**TASK ITEM:**
Output the line that contains "requested, if any." and every line after it to the end of the entries, with nothing added or left out.

[Collected data entries]

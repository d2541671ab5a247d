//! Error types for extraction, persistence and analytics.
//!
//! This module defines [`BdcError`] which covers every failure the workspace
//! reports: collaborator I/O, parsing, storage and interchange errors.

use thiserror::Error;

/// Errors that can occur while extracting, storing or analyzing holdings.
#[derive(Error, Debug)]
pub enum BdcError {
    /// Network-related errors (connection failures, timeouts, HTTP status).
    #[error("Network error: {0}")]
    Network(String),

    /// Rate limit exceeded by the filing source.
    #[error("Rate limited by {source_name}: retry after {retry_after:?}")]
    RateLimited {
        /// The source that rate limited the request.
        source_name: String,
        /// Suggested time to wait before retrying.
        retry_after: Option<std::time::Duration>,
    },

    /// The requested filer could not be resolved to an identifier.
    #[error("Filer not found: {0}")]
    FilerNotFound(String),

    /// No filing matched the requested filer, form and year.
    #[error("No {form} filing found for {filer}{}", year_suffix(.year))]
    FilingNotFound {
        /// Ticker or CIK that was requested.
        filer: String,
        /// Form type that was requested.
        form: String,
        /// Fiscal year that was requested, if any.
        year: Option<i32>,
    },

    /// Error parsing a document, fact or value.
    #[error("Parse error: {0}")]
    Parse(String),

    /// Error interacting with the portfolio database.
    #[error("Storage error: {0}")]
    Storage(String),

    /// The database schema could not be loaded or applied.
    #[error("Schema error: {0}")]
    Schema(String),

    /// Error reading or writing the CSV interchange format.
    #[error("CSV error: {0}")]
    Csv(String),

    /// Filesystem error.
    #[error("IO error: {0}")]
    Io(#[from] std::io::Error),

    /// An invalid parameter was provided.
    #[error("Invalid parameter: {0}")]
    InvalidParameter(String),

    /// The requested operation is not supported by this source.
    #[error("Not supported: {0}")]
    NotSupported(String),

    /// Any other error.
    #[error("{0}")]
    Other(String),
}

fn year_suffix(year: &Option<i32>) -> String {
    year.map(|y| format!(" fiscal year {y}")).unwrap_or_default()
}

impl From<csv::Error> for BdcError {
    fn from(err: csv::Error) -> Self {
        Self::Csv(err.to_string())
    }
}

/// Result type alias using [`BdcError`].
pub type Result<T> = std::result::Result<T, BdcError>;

**SOLUTION FOR THIS PROBLEM:**
        /// Fiscal year that was requested, if any.
        year: Option<i32>,
    },

    /// Error parsing a document, fact or value.
    #[error("Parse error: {0}")]
    Parse(String),

    /// Error interacting with the portfolio database.
    #[error("Storage error: {0}")]
    Storage(String),

    /// The database schema could not be loaded or applied.
    #[error("Schema error: {0}")]
    Schema(String),

    /// Error reading or writing the CSV interchange format.
    #[error("CSV error: {0}")]
    Csv(String),

    /// Filesystem error.
    #[error("IO error: {0}")]
    Io(#[from] std::io::Error),

    /// An invalid parameter was provided.
    #[error("Invalid parameter: {0}")]
    InvalidParameter(String),

    /// The requested operation is not supported by this source.
    #[error("Not supported: {0}")]
    NotSupported(String),

    /// Any other error.
    #[error("{0}")]
    Other(String),
}

fn year_suffix(year: &Option<i32>) -> String {
    year.map(|y| format!(" fiscal year {y}")).unwrap_or_default()
}

impl From<csv::Error> for BdcError {
    fn from(err: csv::Error) -> Self {
        Self::Csv(err.to_string())
    }
}

/// Result type alias using [`BdcError`].
pub type Result<T> = std::result::Result<T, BdcError>;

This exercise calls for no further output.